The Minister said the theme of the conference, “Resilience and Renewal,” provided a significant opportunity for us all to reflect on the challenges and learnings from the past year and to tackle some of the big questions as to how we best move forward.

“I was particularly struck by the forward-looking perspective that you have adopted for your conference. There is a temptation at times like this to focus on what has happened and try to rationalise and understand it. However, learning from the past is only useful if it is applied to questions about how best to move forward. Looking back at what has happened cannot be an end in itself.

“Covid-19 has had an enormous impact on all of society and not least for our health services and frontline healthcare workers who have worked tirelessly in the battle against Covid-19.

“There is no doubt that health professionals have made significant sacrifices in order to keep us all as safe as possible while continuing to operate high-quality health services to the greatest extent possible. I would like to take this opportunity to commend all healthcare staff for their continued hard work and dedication.”

Ms. Butler said people were at the heart of our health services. The context for the conference was of course the global pandemic and how our health services would recover from its effects. However, of critical importance was the strategic direction for the future development and enhancement of our health services. There had never been a time where strong leadership and effective management were needed more across the health system. Leadership was key. So too was mutual support, collaboration and shared learning at local, national and indeed global levels.

“Healthcare managers from all services will play a key role in bringing this programme to life”.

She hoped that the conference would provide a platform to identify not only issues of mutual concern, but potential solutions and a renewed energy for the exciting path ahead. “While we will, no doubt, continue to grapple with the impacts and consequences of COVID-19 for some time, we also have a much broader programme of reform to achieve for our health system. Healthcare managers from all services will play a key role in bringing this programme to life and I can assure you that I will do everything in my power to support you on this journey.”

Mary Butler

Minister of State, Department of Health

Mary Butler is Minister of State at the Department of Health with special responsibility for Mental Health and Older People. She is a TD representing the Waterford Constituency. In the 32nd Dáil, Mary served as Chairperson of the Joint Oireachtas Committee for Business, Enterprise & Innovation and the All-Party Oireachtas Group on Dementia.
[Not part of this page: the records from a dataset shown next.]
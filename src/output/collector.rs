// Tue Jan 13 2026 - Alex

use crate::config::Config;
use crate::output::channel::{Category, DiagnosticLine};
use crate::output::report::{BadStart, Report};
use crate::output::OutputError;
use crate::patch::BadPatchKind;
use log::{debug, warn};
use regex::Regex;
use std::io::BufRead;

/// Host errors that show up on every run and say nothing about patches.
pub const DEFAULT_IGNORED_ERRORS: &[&str] = &[
    r"KeybindStore: Looking for callback action",
    r"Unable to process domain list delta: Client revision number is null",
    r"Downloading the full bloom filter blocklist",
    r"Failed to load resource",
    r"net::ERR_",
];

/// Builds a [`Report`] from diagnostic lines. Lines without the sentinel
/// are host console output; those mentioning `Error` count as host errors.
pub struct ReportCollector {
    sentinel: String,
    ignored: Vec<Regex>,
    report: Report,
}

impl ReportCollector {
    pub fn new(sentinel: impl Into<String>, ignored: &[String]) -> Result<Self, OutputError> {
        let mut patterns = Vec::with_capacity(DEFAULT_IGNORED_ERRORS.len() + ignored.len());
        for source in DEFAULT_IGNORED_ERRORS
            .iter()
            .copied()
            .chain(ignored.iter().map(String::as_str))
        {
            let regex = Regex::new(source).map_err(|e| OutputError::InvalidPattern {
                pattern: source.to_string(),
                reason: e.to_string(),
            })?;
            patterns.push(regex);
        }

        Ok(Self {
            sentinel: sentinel.into(),
            ignored: patterns,
            report: Report::new(),
        })
    }

    pub fn from_config(config: &Config) -> Result<Self, OutputError> {
        Self::new(config.sentinel.clone(), &config.ignored_errors)
    }

    pub fn feed(&mut self, raw: &str) {
        match DiagnosticLine::parse(raw, &self.sentinel) {
            Some(line) => self.feed_line(line),
            None if raw.contains("Error") => self.host_error(raw.trim().to_string()),
            None => {}
        }
    }

    pub fn feed_line(&mut self, line: DiagnosticLine) {
        match line.category {
            Category::PatchFailure => match line.as_bad_patch() {
                Some(bad) if bad.kind == BadPatchKind::Slow => self.report.slow_patches.push(bad),
                Some(bad) => self.report.bad_patches.push(bad),
                None => {
                    warn!(target: "reporter", "Unreadable patch failure: {}", line.payload);
                    self.report.other_errors.push(line.payload);
                }
            },
            Category::FindFailure => {
                let description = line.find_description().unwrap_or_default().to_string();
                self.report.bad_finds.push(description);
            }
            Category::StartFailure => {
                let (plugin, error) = line
                    .as_bad_start()
                    .unwrap_or_else(|| (line.payload.clone(), String::new()));
                self.report.bad_starts.push(BadStart { plugin, error });
            }
            Category::HostError => self.host_error(line.payload),
            Category::Fatal => {
                if self.report.fatal.is_none() {
                    self.report.fatal = Some(line.payload);
                }
            }
            Category::Finished => self.report.finished = true,
        }
    }

    fn host_error(&mut self, message: String) {
        if self.ignored.iter().any(|r| r.is_match(&message)) {
            debug!(target: "reporter", "Ignoring known host error: {}", message);
            self.report.ignored_errors.push(message);
        } else {
            self.report.other_errors.push(message);
        }
    }

    pub fn report(&self) -> &Report {
        &self.report
    }

    pub fn finish(self) -> Report {
        self.report
    }

    pub fn collect_reader<R: BufRead>(mut self, reader: R) -> Result<Report, OutputError> {
        for line in reader.lines() {
            self.feed(&line?);
        }
        Ok(self.finish())
    }
}
// Tue Jan 13 2026 - Alex

pub mod cli;
pub mod display;
pub mod progress;

pub use cli::{Args, Command, CommandHandler};
pub use display::DisplayRenderer;
pub use progress::CrawlSpinner;
// Tue Jan 13 2026 - Alex

use crate::config::Config;
use crate::crawler::chunk::default_chunk_load_regex;
use crate::engine::{ChunkLoader, Engine};
use crate::lazy::{Deferred, Filter, LazyError};
use crate::manifest::{ExtensionManifest, ExtensionSpec, LookupSpec, ManifestError};
use crate::output::BadStart;
use crate::patch::PatchDescriptor;
use crate::pattern::fragment::parse_all;
use crate::pattern::{cache, CodeFragment, Regex};
use crate::registry::ExportValue;
use log::{error, info};

enum Plan {
    Filter(Filter),
    ModuleFactory(Vec<CodeFragment>),
    Chunks { code: Vec<CodeFragment>, matcher: Regex },
}

pub struct InstalledExtension {
    pub name: String,
    pub patches: Vec<usize>,
    pub lookups: Vec<Deferred<ExportValue>>,
    pub loaders: Vec<ChunkLoader>,
}

#[derive(Default)]
pub struct InstallSummary {
    pub installed: Vec<InstalledExtension>,
    pub failed: Vec<BadStart>,
}

fn plan_lookup(lookup: &LookupSpec) -> Result<Plan, ManifestError> {
    let plan = match lookup {
        LookupSpec::ByProps(props) => Plan::Filter(Filter::by_props(props.clone())?),
        LookupSpec::ByCode(code) => Plan::Filter(Filter::by_code(parse_all(code)?)?),
        LookupSpec::ByStoreName(name) => Plan::Filter(Filter::by_store_name(name.clone())?),
        LookupSpec::ByFactoryCode(code) => Plan::Filter(Filter::by_factory_code(parse_all(code)?)?),
        LookupSpec::ComponentByCode(code) => Plan::Filter(Filter::component_by_code(parse_all(code)?)?),
        LookupSpec::ModuleFactory(code) => {
            let code = parse_all(code)?;
            if code.is_empty() {
                return Err(LazyError::MalformedCriteria("module factory lookup needs code".to_string()).into());
            }
            Plan::ModuleFactory(code)
        }
        LookupSpec::ExtractAndLoadChunks { code, matcher } => {
            let code = parse_all(code)?;
            if code.is_empty() {
                return Err(LazyError::MalformedCriteria("extractAndLoadChunks needs code".to_string()).into());
            }
            let matcher = match matcher {
                Some(source) => cache::compile(source)?,
                None => default_chunk_load_regex()?,
            };
            Plan::Chunks { code, matcher }
        }
    };
    Ok(plan)
}

/// Everything an extension would register, built without touching the
/// engine so a bad entry leaves no trace.
fn prepare(ext: &ExtensionSpec, config: &Config) -> Result<(Vec<PatchDescriptor>, Vec<Plan>), ManifestError> {
    let descriptors = ext
        .patches
        .iter()
        .map(|spec| {
            PatchDescriptor::from_spec(&ext.name, spec, config).map(|d| d.with_bootstrap(ext.bootstrap))
        })
        .collect::<Result<Vec<_>, _>>()?;
    let plans = ext.lookups.iter().map(plan_lookup).collect::<Result<Vec<_>, _>>()?;
    Ok((descriptors, plans))
}

/// Registers each extension's patches and lookups. An extension either
/// installs completely or not at all; failures come back as bad starts.
pub fn install(engine: &Engine, manifest: &ExtensionManifest) -> InstallSummary {
    let mut summary = InstallSummary::default();

    for ext in &manifest.extensions {
        let (descriptors, plans) = match prepare(ext, engine.config()) {
            Ok(prepared) => prepared,
            Err(e) => {
                error!(target: "patcher", "Extension {} failed to start: {}", ext.name, e);
                summary.failed.push(BadStart {
                    plugin: ext.name.clone(),
                    error: e.to_string(),
                });
                continue;
            }
        };

        let mut installed = InstalledExtension {
            name: ext.name.clone(),
            patches: descriptors.into_iter().map(|d| engine.register_patch(d)).collect(),
            lookups: Vec::new(),
            loaders: Vec::new(),
        };

        for plan in plans {
            match plan {
                Plan::Filter(filter) => installed.lookups.push(engine.lazy().lookup(filter)),
                Plan::ModuleFactory(code) => {
                    engine.find_module_factory(&code);
                }
                Plan::Chunks { code, matcher } => {
                    installed.loaders.push(engine.extract_and_load_chunks_lazy(code, matcher));
                }
            }
        }

        info!(
            target: "patcher",
            "Started {} ({} patches, {} lookups)",
            installed.name,
            installed.patches.len(),
            installed.lookups.len() + installed.loaders.len()
        );
        summary.installed.push(installed);
    }

    summary
}

#[cfg(test)]
mod tests {
    use super::*;
    use crate::host::{Snapshot, SnapshotHost};
    use std::rc::Rc;

    fn engine() -> Engine {
        Engine::new(Config::default(), Rc::new(SnapshotHost::new(Snapshot::new())))
    }

    #[test]
    fn test_bad_extension_leaves_no_trace() {
        let manifest = ExtensionManifest::parse(
            r#"{"extensions": [
                {"name": "Good", "patches": [{"find": "A", "replacement": [{"match": "a", "replace": "b"}]}],
                 "lookups": [{"by_props": ["x"]}]},
                {"name": "Broken", "patches": [{"find": "B", "replacement": [{"match": "b", "replace": "c"}]}],
                 "lookups": [{"by_props": []}]}
            ]}"#,
        )
        .unwrap();
        let engine = engine();
        let summary = install(&engine, &manifest);

        assert_eq!(summary.installed.len(), 1);
        assert_eq!(summary.failed[0].plugin, "Broken");
        assert_eq!(engine.patches().len(), 1);
        assert_eq!(engine.lazy().history().len(), 1);
    }

    #[test]
    fn test_invalid_regex_is_a_bad_start() {
        let manifest = ExtensionManifest::parse(
            r#"{"extensions": [{"name": "Regex", "patches": [{"find": "A", "replacement": [{"match": "(", "replace": ""}]}]}]}"#,
        )
        .unwrap();
        let summary = install(&engine(), &manifest);
        assert_eq!(summary.failed.len(), 1);
        assert!(summary.installed.is_empty());
    }

    #[test]
    fn test_look_behind_rule_installs() {
        let manifest = ExtensionManifest::parse(
            r#"{"extensions": [{"name": "Lookaround", "patches": [{"find": "A",
                "replacement": [{"match": "(?<=A;)b(?!c)", "replace": "B"}]}]}]}"#,
        )
        .unwrap();
        let summary = install(&engine(), &manifest);
        assert!(summary.failed.is_empty());
        assert_eq!(summary.installed.len(), 1);
    }

    #[test]
    fn test_bootstrap_flag_reaches_descriptors() {
        let manifest = ExtensionManifest::parse(
            r#"{"extensions": [{"name": "Core", "bootstrap": true,
                "patches": [{"find": "A", "replacement": [{"match": "a", "replace": "b"}]}],
                "lookups": [{"extract_and_load_chunks": {"code": ["A"]}}, {"module_factory": ["A"]}]}]}"#,
        )
        .unwrap();
        let engine = engine();
        let summary = install(&engine, &manifest);
        assert_eq!(engine.patches().pending_bootstrap(), vec!["Core".to_string()]);
        assert_eq!(summary.installed[0].loaders.len(), 1);
        assert_eq!(engine.lazy().history().len(), 2);
    }
}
She served as a Councillor having won a seat in the 2014 Local elections in the Comeragh area before contesting the 2016 General Election after securing the Fianna Fáil nomination for Waterford. She was the first female Fianna Fáil TD to be elected for the party since 2007. She was re-elected in the 2020 General Election, She was appointed to sit on the Special Oireachtas Committee for Covid-19 response before being appointed a Minister by the Taoiseach in early July.

She has a strong grounding in the retail sector having worked as both an employee and an employer. She successfully ran the family business a grocery shop in Portlaw for 17 years while also continuing her career working in John Martin Jewellers in Waterford City for 10 years.

She is married to Mick, has three children and credits her great family network as crucial support throughout her life.